Excerpted data =>
———

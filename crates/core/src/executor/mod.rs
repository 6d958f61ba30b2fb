//! Subprocess execution for encoder binaries.
//!
//! Every external tool the service touches is run through an [`Executor`].
//! Arguments always travel as an argument vector, stdin is closed, stdout and
//! stderr are drained concurrently and a wall-clock timeout kills the child.
//!
//! # Example
//!
//! ```ignore
//! use pixpress_core::executor::{ExecutionRequest, Executor, ExecutorConfig, ProcessExecutor};
//!
//! let executor = ProcessExecutor::new(ExecutorConfig::default());
//! let result = executor
//!     .execute(ExecutionRequest::new("cwebp", ["-version"]).with_timeout_secs(5))
//!     .await;
//! if result.success {
//!     println!("cwebp {}", result.stdout);
//! }
//! ```

mod config;
mod process;
mod traits;
mod types;

pub use config::ExecutorConfig;
pub use process::ProcessExecutor;
pub use traits::Executor;
pub use types::{ExecutionRequest, ExecutionResult, DEFAULT_TIMEOUT_SECS, SPAWN_FAILED_EXIT_CODE};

———

Problem statement =>
Please give every entry again, precisely as it appears.

Answer to this problem =>
filename crates/core/src/executor/mod.rs
repository 6d958f61ba30b2fb
//! Subprocess execution for encoder binaries.
//!
//! Every external tool the service touches is run through an [`Executor`].
//! Arguments always travel as an argument vector, stdin is closed, stdout and
//! stderr are drained concurrently and a wall-clock timeout kills the child.
//!
//! # Example
//!
//! ```ignore
//! use pixpress_core::executor::{ExecutionRequest, Executor, ExecutorConfig, ProcessExecutor};
//!
//! let executor = ProcessExecutor::new(ExecutorConfig::default());
//! let result = executor
//!     .execute(ExecutionRequest::new("cwebp", ["-version"]).with_timeout_secs(5))
//!     .await;
//! if result.success {
//!     println!("cwebp {}", result.stdout);
//! }
//! ```

mod config;
mod process;
mod traits;
mod types;

pub use config::ExecutorConfig;
pub use process::ProcessExecutor;
pub use traits::Executor;
pub use types::{ExecutionRequest, ExecutionResult, DEFAULT_TIMEOUT_SECS, SPAWN_FAILED_EXIT_CODE};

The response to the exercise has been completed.